Though the flip-flop of the holding section is slow in operation, a
leakage current is small. The flip-flop of the holding section is
provided in the vicinity of the flip-flop of the main section.
Therefore, the interconnections for the retention flip-flop are
likely complicated.
[0006] Immediately before the power supply is stopped, the
flip-flops of the holding section take therein data outputted from
the flip-flops of the main section. While the power supply is
blocked off, a circuit portion except for the flip-flops of the
holding section stops the operation and the flip-flops of the
holding section hold the data in a small leakage current. When the
power supply is restarted, the data are outputted from the
flip-flops of the holding section to the flip-flops of the main
section. Thus, the data of the semiconductor integrated circuit are
promptly recovered, and the semiconductor integrated circuit can
restart the operation from a state immediately before the power
supply is stopped.
[0007] Regards to a retention flip-flop, a technique disclosed in a
patent literature 2 is known. In this technique, the retention
flip-flop includes input and output nodes and two latches of a
master latch and a slave latch. The latches include circuit
component that are connected to the input and output nodes in
serial. A first latch of the two latches holds the state of the
flip-flop in a period of a power control mode when a power is
disconnected from a second latch of the two latches.
[0008] When the retention flip-flop is used, a time period for
restarting the operation can be shortened. However, since each of
the main section and the holding section is provided with a
flip-flop, the circuit area increases. Also, when the data is held
in the flip-flop of the holding section, a backup power needs to be
supplied. In addition, a little leakage current flows through the
retention flip-flop when the flip-flop of the holding section holds
the data.
CITATION LIST
[0009] [Patent Literature 1]: JP 2007-535031A [0010] [Patent
Literature 2]: JP 2007-157027A
SUMMARY OF THE INVENTION
[0011] In an aspect of the present invention, a semiconductor
integrated circuit includes: a first circuit; and a second circuit
configured to control supply of a first power to the first circuit.

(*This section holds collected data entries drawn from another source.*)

use chrono::{DateTime, Utc};
use serde::{Deserialize, Serialize};
use serde_json::{Map, Value};
use uuid::Uuid;

use super::Extra;

#[derive(
    Debug,
    Clone,
    Copy,
    Default,
    PartialEq,
    Eq,
    Serialize,
    Deserialize,
    strum::Display,
    strum::EnumString,
)]
pub enum QueueItemPriority {
    High,
    #[default]
    Normal,
    Low,
}

#[derive(
    Debug, Clone, Copy, PartialEq, Eq, Serialize, Deserialize, strum::Display, strum::EnumString,
)]
pub enum QueueItemStatus {
    New,
    InProgress,
    Failed,
    Successful,
    Abandoned,
    Retried,
    Deleted,
    #[serde(other)]
    Unknown,
}

/// Whether a bulk add is all-or-nothing or best effort.
#[derive(
    Debug,
    Clone,
    Copy,
    Default,
    PartialEq,
    Eq,
    Serialize,
    Deserialize,
    strum::Display,
    strum::EnumString,
)]
pub enum BulkCommitType {
    #[default]
    AllOrNothing,
    StopOnFirstFailure,
    ProcessAllIndependently,
}

#[derive(
    Debug, Clone, Copy, PartialEq, Eq, Serialize, Deserialize, strum::Display, strum::EnumString,
)]
pub enum ExceptionType {
    ApplicationException,
    BusinessException,
}

#[derive(Debug, Clone, PartialEq, Serialize, Deserialize)]
#[serde(rename_all = "PascalCase")]
pub struct QueueDefinition {
    pub id: i64,
    pub key: Option<Uuid>,
    pub name: String,
    pub description: Option<String>,
    pub max_number_of_retries: Option<i32>,
    pub accept_automatically_retry: Option<bool>,
    pub enforce_unique_reference: Option<bool>,
    pub organization_unit_id: Option<i64>,
    pub creation_time: Option<DateTime<Utc>>,
    #[serde(flatten)]
    pub extra: Extra,
}

#[derive(Debug, Clone, PartialEq, Serialize, Deserialize)]
#[serde(rename_all = "PascalCase")]
pub struct QueueItem {
    pub id: i64,
    pub key: Option<Uuid>,
    pub queue_definition_id: Option<i64>,
    pub status: QueueItemStatus,
    pub review_status: Option<String>,
    pub reference: Option<String>,
    pub priority: Option<QueueItemPriority>,
    pub specific_content: Option<Map<String, Value>>,
    pub output: Option<Value>,
    pub processing_exception: Option<Value>,
    pub defer_date: Option<DateTime<Utc>>,
    pub due_date: Option<DateTime<Utc>>,
    pub start_processing: Option<DateTime<Utc>>,
    pub end_processing: Option<DateTime<Utc>>,
    pub creation_time: Option<DateTime<Utc>>,
    pub retry_number: Option<i32>,
    pub robot_id: Option<i64>,
    #[serde(flatten)]
    pub extra: Extra,
}

/// Content of a new queue item. The queue name is supplied separately.
#[derive(Debug, Clone, Default, PartialEq, Serialize)]
#[serde(rename_all = "PascalCase")]
pub struct QueueItemData {
    pub priority: QueueItemPriority,
    pub specific_content: Map<String, Value>,
    #[serde(skip_serializing_if = "Option::is_none")]
    pub reference: Option<String>,
    #[serde(skip_serializing_if = "Option::is_none")]
    pub defer_date: Option<DateTime<Utc>>,
    #[serde(skip_serializing_if = "Option::is_none")]
    pub due_date: Option<DateTime<Utc>>,
}

impl QueueItemData {
    pub fn new(specific_content: Map<String, Value>) -> Self {
        Self {
            specific_content,
            ..Self::default()
        }
    }

    pub fn priority(mut self, priority: QueueItemPriority) -> Self {
        self.priority = priority;
        self
    }

    pub fn reference(mut self, reference: impl Into<String>) -> Self {
        self.reference = Some(reference.into());
        self
    }
}

/// Result of `BulkAddQueueItems`; `failed_items` is empty on full success.
#[derive(Debug, Clone, Default, PartialEq, Serialize, Deserialize)]
#[serde(rename_all = "PascalCase")]
pub struct BulkAddResult {
    #[serde(default)]
    pub success: Option<bool>,
    #[serde(default)]
    pub failed_items: Vec<Value>,
    #[serde(flatten)]
    pub extra: Extra,
}

#[derive(Debug, Clone, PartialEq, Serialize, Deserialize)]
#[serde(rename_all = "PascalCase")]
pub struct ProcessingException {
    pub reason: String,
    #[serde(skip_serializing_if = "Option::is_none")]
    pub details: Option<String>,
    #[serde(rename = "Type")]
    pub exception_type: ExceptionType,
}

/// Outcome reported for a transaction started with `StartTransaction`.
#[derive(Debug, Clone, PartialEq, Serialize)]
#[serde(rename_all = "PascalCase")]
pub struct TransactionResult {
    pub is_successful: bool,
    #[serde(skip_serializing_if = "Option::is_none")]
    pub processing_exception: Option<ProcessingException>,
    #[serde(skip_serializing_if = "Option::is_none")]
    pub output: Option<Map<String, Value>>,
}

impl TransactionResult {
    pub fn success(output: Option<Map<String, Value>>) -> Self {
        Self {
            is_successful: true,
            processing_exception: None,
            output,
        }
    }

    pub fn failure(exception_type: ExceptionType, reason: impl Into<String>) -> Self {
        Self {
            is_successful: false,
            processing_exception: Some(ProcessingException {
                reason: reason.into(),
                details: None,
                exception_type,
            }),
            output: None,
        }
    }
}

#[cfg(test)]
#[allow(clippy::unwrap_used)]
mod tests {
    use serde_json::json;

    use super::*;

    #[test]
    fn failure_result_shape() {
        let r = TransactionResult::failure(ExceptionType::BusinessException, "bad invoice");
        assert_eq!(
            serde_json::to_value(&r).unwrap(),
            json!({
                "IsSuccessful": false,
                "ProcessingException": { "Reason": "bad invoice", "Type": "BusinessException" }
            })
        );
    }

    #[test]
    fn queue_item_parses() {
        let item: QueueItem = serde_json::from_value(json!({
            "Id": 9,
            "Status": "InProgress",
            "Priority": "High",
            "SpecificContent": { "Invoice": "INV-1" },
            "CreationTime": "2024-03-01T08:00:00Z"
        }))
        .unwrap();
        assert_eq!(item.status, QueueItemStatus::InProgress);
        assert_eq!(item.priority, Some(QueueItemPriority::High));
        assert_eq!(item.specific_content.unwrap()["Invoice"], "INV-1");
    }
}
// Job endpoints
//
// Jobs are folder-scoped: listing and starting only see the folder the
// client handle is scoped to. Job actions are OData bound/unbound functions
// under the `UiPath.Server.Configuration.OData` namespace.

use futures_util::Stream;
use serde_json::{Value, json};
use tracing::debug;
use uuid::Uuid;

use crate::client::{DEFAULT_PAGE_SIZE, OrchestratorClient};
use crate::error::Error;
use crate::models::{Job, StartInfo, StopStrategy};
use crate::odata::{ODataList, ODataQuery};

const JOBS: &str = "odata/Jobs";
const ACTIONS: &str = "odata/Jobs/UiPath.Server.Configuration.OData";

/// Handle for `odata/Jobs`.
#[derive(Debug, Clone, Copy)]
pub struct Jobs<'a> {
    client: &'a OrchestratorClient,
}

impl OrchestratorClient {
    pub fn jobs(&self) -> Jobs<'_> {
        Jobs { client: self }
    }
}

impl<'a> Jobs<'a> {
    /// One page of jobs.
    ///
    /// `GET odata/Jobs`
    pub async fn list(&self, query: &ODataQuery) -> Result<ODataList<Job>, Error> {
        debug!("listing jobs");
        self.client.get_list(JOBS, query).await
    }

    /// Every job matching `query`, following pagination.
    pub async fn list_all(&self, query: &ODataQuery) -> Result<Vec<Job>, Error> {
        self.client.collect_all(JOBS, query, DEFAULT_PAGE_SIZE).await
    }

    /// Every job matching `query`, fetched page by page as the stream is polled.
    pub fn stream(self, query: ODataQuery) -> impl Stream<Item = Result<Job, Error>> + 'a {
        self.client.stream_all(JOBS, query, DEFAULT_PAGE_SIZE)
    }

    /// `GET odata/Jobs({id})`
    pub async fn get(&self, id: i64) -> Result<Job, Error> {
        debug!(id, "fetching job");
        self.client.get(&format!("odata/Jobs({id})")).await
    }

    /// Start jobs for a release. Returns the jobs created.
    ///
    /// `POST odata/Jobs/UiPath.Server.Configuration.OData.StartJobs` with `{"startInfo": ...}`
    pub async fn start(&self, start_info: &StartInfo) -> Result<Vec<Job>, Error> {
        start_info.validate()?;
        debug!(release_key = %start_info.release_key, strategy = %start_info.strategy, "starting jobs");
        let list: ODataList<Job> = self
            .client
            .post(&format!("{ACTIONS}.StartJobs"), &json!({ "startInfo": start_info }))
            .await?;
        Ok(list.into_vec())
    }

    /// Stop one job.
    ///
    /// `POST odata/Jobs({id})/UiPath.Server.Configuration.OData.StopJob`
    pub async fn stop(&self, id: i64, strategy: StopStrategy) -> Result<(), Error> {
        debug!(id, %strategy, "stopping job");
        self.client
            .post_no_response(
                &format!("odata/Jobs({id})/UiPath.Server.Configuration.OData.StopJob"),
                &json!({ "strategy": strategy }),
            )
            .await
    }

    /// Stop several jobs with one call.
    ///
    /// `POST odata/Jobs/UiPath.Server.Configuration.OData.StopJobs`
    pub async fn stop_many(&self, ids: &[i64], strategy: StopStrategy) -> Result<(), Error> {
        if ids.is_empty() {
            return Err(Error::validation("job_ids", "at least one job id is required"));
        }
        debug!(count = ids.len(), %strategy, "stopping jobs");
        self.client
            .post_no_response(
                &format!("{ACTIONS}.StopJobs"),
                &json!({ "jobIds": ids, "strategy": strategy }),
            )
            .await
    }

    /// Start a new run of a finished job with the same parameters.
    ///
    /// `POST odata/Jobs/UiPath.Server.Configuration.OData.RestartJob`
    pub async fn restart(&self, id: i64) -> Result<Job, Error> {
        debug!(id, "restarting job");
        self.client
            .post(&format!("{ACTIONS}.RestartJob"), &json!({ "jobId": id }))
            .await
    }

    /// Resume a suspended job, optionally passing new input arguments.
    ///
    /// `POST odata/Jobs/UiPath.Server.Configuration.OData.ResumeJob`
    pub async fn resume(&self, job_key: Uuid, input: Option<&Value>) -> Result<(), Error> {
        debug!(%job_key, "resuming job");
        let mut body = json!({ "jobKey": job_key });
        if let Some(args) = input {
            body["inputArguments"] = Value::String(args.to_string());
        }
        self.client
            .post_no_response(&format!("{ACTIONS}.ResumeJob"), &body)
            .await
    }
}
// Audit log endpoints

use bytes::Bytes;
use serde_json::Value;
use tracing::debug;

use super::require;
use crate::client::OrchestratorClient;
use crate::error::Error;
use crate::models::AuditLog;
use crate::odata::{Filter, ODataList, ODataQuery};

const AUDIT_LOGS: &str = "odata/AuditLogs";
const ACTIONS: &str = "odata/AuditLogs/UiPath.Server.Configuration.OData";

#[derive(Debug, Clone, Copy)]
pub struct Audit<'a> {
    client: &'a OrchestratorClient,
}

impl OrchestratorClient {
    pub fn audit(&self) -> Audit<'_> {
        Audit { client: self }
    }
}

impl Audit<'_> {
    /// Audit entries, optionally within a time window and for one component/action.
    ///
    /// `GET odata/AuditLogs`
    pub async fn list(
        &self,
        from: Option<&str>,
        to: Option<&str>,
        component: Option<&str>,
        action: Option<&str>,
    ) -> Result<ODataList<AuditLog>, Error> {
        let mut filter = Filter::new();
        if let Some(from) = from {
            filter = filter.gt("CreationTime", from);
        }
        if let Some(to) = to {
            filter = filter.lt("CreationTime", to);
        }
        let filter = filter
            .eq_str_opt("Component", component)
            .eq_str_opt("Action", action);
        debug!("listing audit logs");
        self.client
            .get_list(AUDIT_LOGS, &ODataQuery::from(filter))
            .await
    }

    /// Full change history of one entity.
    ///
    /// `GET odata/AuditLogs/UiPath.Server.Configuration.OData.GetAuditTrail`
    pub async fn trail(&self, entity_type: &str, entity_id: i64) -> Result<Value, Error> {
        require("entity_type", entity_type)?;
        self.client
            .get_with_params(
                &format!("{ACTIONS}.GetAuditTrail"),
                &[
                    ("entityType", entity_type.to_owned()),
                    ("entityId", entity_id.to_string()),
                ],
            )
            .await
    }

    /// Export audit entries as a file (`CSV` or `JSON`).
    ///
    /// `GET odata/AuditLogs/UiPath.Server.Configuration.OData.Export`
    pub async fn export(&self, from: &str, to: &str, format: &str) -> Result<Bytes, Error> {
        require("from", from)?;
        require("to", to)?;
        debug!(from, to, format, "exporting audit logs");
        self.client
            .get_bytes(
                &format!("{ACTIONS}.Export"),
                &[
                    ("from", from.to_owned()),
                    ("to", to.to_owned()),
                    ("format", format.to_owned()),
                ],
            )
            .await
    }
}
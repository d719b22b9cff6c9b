// Robot environment endpoints (classic folders)

use serde::Serialize;
use tracing::debug;

use crate::client::OrchestratorClient;
use crate::error::Error;
use crate::models::Environment;
use crate::odata::{Filter, ODataList, ODataQuery};

const ENVIRONMENTS: &str = "odata/Environments";

#[derive(Debug, Clone, Copy)]
pub struct Environments<'a> {
    client: &'a OrchestratorClient,
}

impl OrchestratorClient {
    pub fn environments(&self) -> Environments<'_> {
        Environments { client: self }
    }
}

impl Environments<'_> {
    /// `GET odata/Environments`, optionally by name and folder.
    pub async fn list(
        &self,
        name: Option<&str>,
        folder_id: Option<i64>,
    ) -> Result<ODataList<Environment>, Error> {
        let mut filter = Filter::new().eq_str_opt("Name", name);
        if let Some(id) = folder_id {
            filter = filter.eq("OrganizationUnitId", id);
        }
        self.client
            .get_list(ENVIRONMENTS, &ODataQuery::from(filter))
            .await
    }

    /// `GET odata/Environments({id})`
    pub async fn get(&self, id: i64) -> Result<Environment, Error> {
        self.client.get(&format!("{ENVIRONMENTS}({id})")).await
    }

    /// `POST odata/Environments`
    pub async fn create<B: Serialize + ?Sized>(&self, body: &B) -> Result<Environment, Error> {
        debug!("creating environment");
        self.client.post(ENVIRONMENTS, body).await
    }

    /// `PUT odata/Environments({id})`
    pub async fn update<B: Serialize + ?Sized>(&self, id: i64, body: &B) -> Result<(), Error> {
        debug!(id, "updating environment");
        self.client
            .put_no_response(&format!("{ENVIRONMENTS}({id})"), body)
            .await
    }

    /// `DELETE odata/Environments({id})`
    pub async fn delete(&self, id: i64) -> Result<(), Error> {
        debug!(id, "deleting environment");
        self.client.delete(&format!("{ENVIRONMENTS}({id})")).await
    }
}
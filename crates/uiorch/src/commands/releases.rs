//! Release command handlers.

use tabled::Tabled;

use uiorch_api::models::Release;
use uiorch_api::{Filter, OrchestratorClient};

use crate::cli::{GlobalOpts, ReleasesArgs, ReleasesCommand};
use crate::error::CliError;
use crate::output;

use super::util;

#[derive(Tabled)]
struct ReleaseRow {
    #[tabled(rename = "ID")]
    id: i64,
    #[tabled(rename = "Name")]
    name: String,
    #[tabled(rename = "Package")]
    package: String,
    #[tabled(rename = "Version")]
    version: String,
    #[tabled(rename = "Folder")]
    folder: String,
    #[tabled(rename = "Key")]
    key: String,
}

impl From<&Release> for ReleaseRow {
    fn from(r: &Release) -> Self {
        Self {
            id: r.id,
            name: util::or_dash(r.name.as_deref()),
            package: util::or_dash(r.process_key.as_deref()),
            version: util::or_dash(r.process_version.as_deref()),
            folder: util::or_dash(r.organization_unit_fully_qualified_name.as_deref()),
            key: r.key.map(|k| k.to_string()).unwrap_or_default(),
        }
    }
}

pub async fn handle(
    client: &OrchestratorClient,
    args: ReleasesArgs,
    global: &GlobalOpts,
) -> Result<(), CliError> {
    match args.command {
        ReleasesCommand::List(list) => {
            let query = util::list_query(&list, Filter::new(), Some("Name"));
            let releases = if list.all {
                client.releases().list_all(&query).await?
            } else {
                client.releases().list(&query).await?.value
            };
            let out = output::render_list(
                &global.output,
                &releases,
                |r| ReleaseRow::from(r),
                |r| r.key.map(|k| k.to_string()).unwrap_or_default(),
            )?;
            output::print_output(&out, global.quiet);
            Ok(())
        }
    }
}
//! Process (package feed) command handlers.

use tabled::Tabled;

use uiorch_api::models::Package;
use uiorch_api::{Filter, OrchestratorClient};

use crate::cli::{GlobalOpts, ProcessesArgs, ProcessesCommand};
use crate::error::CliError;
use crate::output;

use super::util;

#[derive(Tabled)]
struct PackageRow {
    #[tabled(rename = "Package")]
    id: String,
    #[tabled(rename = "Version")]
    version: String,
    #[tabled(rename = "Title")]
    title: String,
    #[tabled(rename = "Latest")]
    latest: String,
    #[tabled(rename = "Published")]
    published: String,
}

impl From<&Package> for PackageRow {
    fn from(p: &Package) -> Self {
        Self {
            id: p.id.clone(),
            version: util::or_dash(p.version.as_deref()),
            title: util::or_dash(p.title.as_deref()),
            latest: match p.is_latest_version {
                Some(true) => "*".into(),
                _ => String::new(),
            },
            published: util::or_dash(p.published.as_deref()),
        }
    }
}

pub async fn handle(
    client: &OrchestratorClient,
    args: ProcessesArgs,
    global: &GlobalOpts,
) -> Result<(), CliError> {
    match args.command {
        ProcessesCommand::List(list) => {
            let query = util::list_query(&list, Filter::new(), Some("Id"));
            let packages = if list.all {
                client.processes().list_all(&query).await?
            } else {
                client.processes().list(&query).await?.value
            };
            let out = output::render_list(
                &global.output,
                &packages,
                |p| PackageRow::from(p),
                |p| p.key.clone().unwrap_or_else(|| p.id.clone()),
            )?;
            output::print_output(&out, global.quiet);
            Ok(())
        }
    }
}
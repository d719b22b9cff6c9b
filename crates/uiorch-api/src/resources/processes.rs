// Process endpoints
//
// Read-only view of the processes feed for code that starts or inspects
// processes rather than managing packages. Shares its paths with `packages`.

use tracing::debug;

use super::packages::{ACTIONS, PROCESSES};
use super::require;
use crate::client::{DEFAULT_PAGE_SIZE, OrchestratorClient};
use crate::error::Error;
use crate::models::{Package, PackageArguments};
use crate::odata::{self, ODataList, ODataQuery};

#[derive(Debug, Clone, Copy)]
pub struct Processes<'a> {
    client: &'a OrchestratorClient,
}

impl OrchestratorClient {
    pub fn processes(&self) -> Processes<'_> {
        Processes { client: self }
    }
}

impl Processes<'_> {
    /// `GET odata/Processes`
    pub async fn list(&self, query: &ODataQuery) -> Result<ODataList<Package>, Error> {
        debug!("listing processes");
        self.client.get_list(PROCESSES, query).await
    }

    pub async fn list_all(&self, query: &ODataQuery) -> Result<Vec<Package>, Error> {
        self.client
            .collect_all(PROCESSES, query, DEFAULT_PAGE_SIZE)
            .await
    }

    /// Declared arguments of the process entry point.
    pub async fn get_arguments(&self, key: &str) -> Result<PackageArguments, Error> {
        require("key", key)?;
        let path = format!("{ACTIONS}.GetArguments(key={})", odata::literal(key));
        self.client.get(&path).await
    }

    pub async fn versions(&self, process_id: &str) -> Result<ODataList<Package>, Error> {
        require("process_id", process_id)?;
        let path = format!(
            "{ACTIONS}.GetProcessVersions(processId={})",
            odata::literal(process_id)
        );
        self.client.get(&path).await
    }
}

The first circuit includes: a third circuit comprising a group of
flip-flops, whose internal state is erased in response to stop of
the supply of the first power; and a fourth circuit in which an
internal state of the fourth circuit is saved in retention
flip-flops before the supply of the first power is stopped and
recovered from the retention flip-flops in response to restart of
the supply of the first power.
[0012] In another aspect of the present invention, a method of
saving and recovering an internal state is provided in a
semiconductor integrated circuit includes a first circuit; and a
second circuit configured to control supply of a first power to the
first circuit. The method is achieved by issuing an save
instruction from the second circuit to the first circuit upon
entering a standby state; by saving data held by a main section in
a holding section in each of retention flip-flops of the first
circuit in response to the save instruction; by stopping supply of
the first power by the second circuit; by erasing data stored in
flip-flops and data stored in the main sections of the retention
flip-flops in the first circuit in response to the stop of the
supply of the first power; by restarting the supply of the first
power by the second circuit in response to a recovery instruction;
by recovering the data saved in the holding section of each of the
retention flip-flops in the main section thereof; and by restarting
an operation from a state immediately before the standby state.
[0013] In still another aspect of the present invention, a
designing method is provided for a semiconductor integrated circuit
which includes a first circuit; and a second circuit configured to
control supply of a first power to the first circuit, wherein the
first circuit includes: a third circuit configured to store
internal states of the third circuit in a group of flip-flops, data
held by which are erased in response to a stop of the supply of the
first power; and a fourth circuit configured to store internal
states of the fourth circuit in a group of retention flip-flops
which data are saved before the supply of the first power is
stopped and recovered in response to restart of the supply of the
first power. The method is achieved by setting all of flip-flops
contained in a design layer of the third circuit to be flip-flops
whose data are erased in response to stop of the supply of the
first power; and by setting all of flip-flops contained in a design
layer of the fourth circuit to the retention flip-flops.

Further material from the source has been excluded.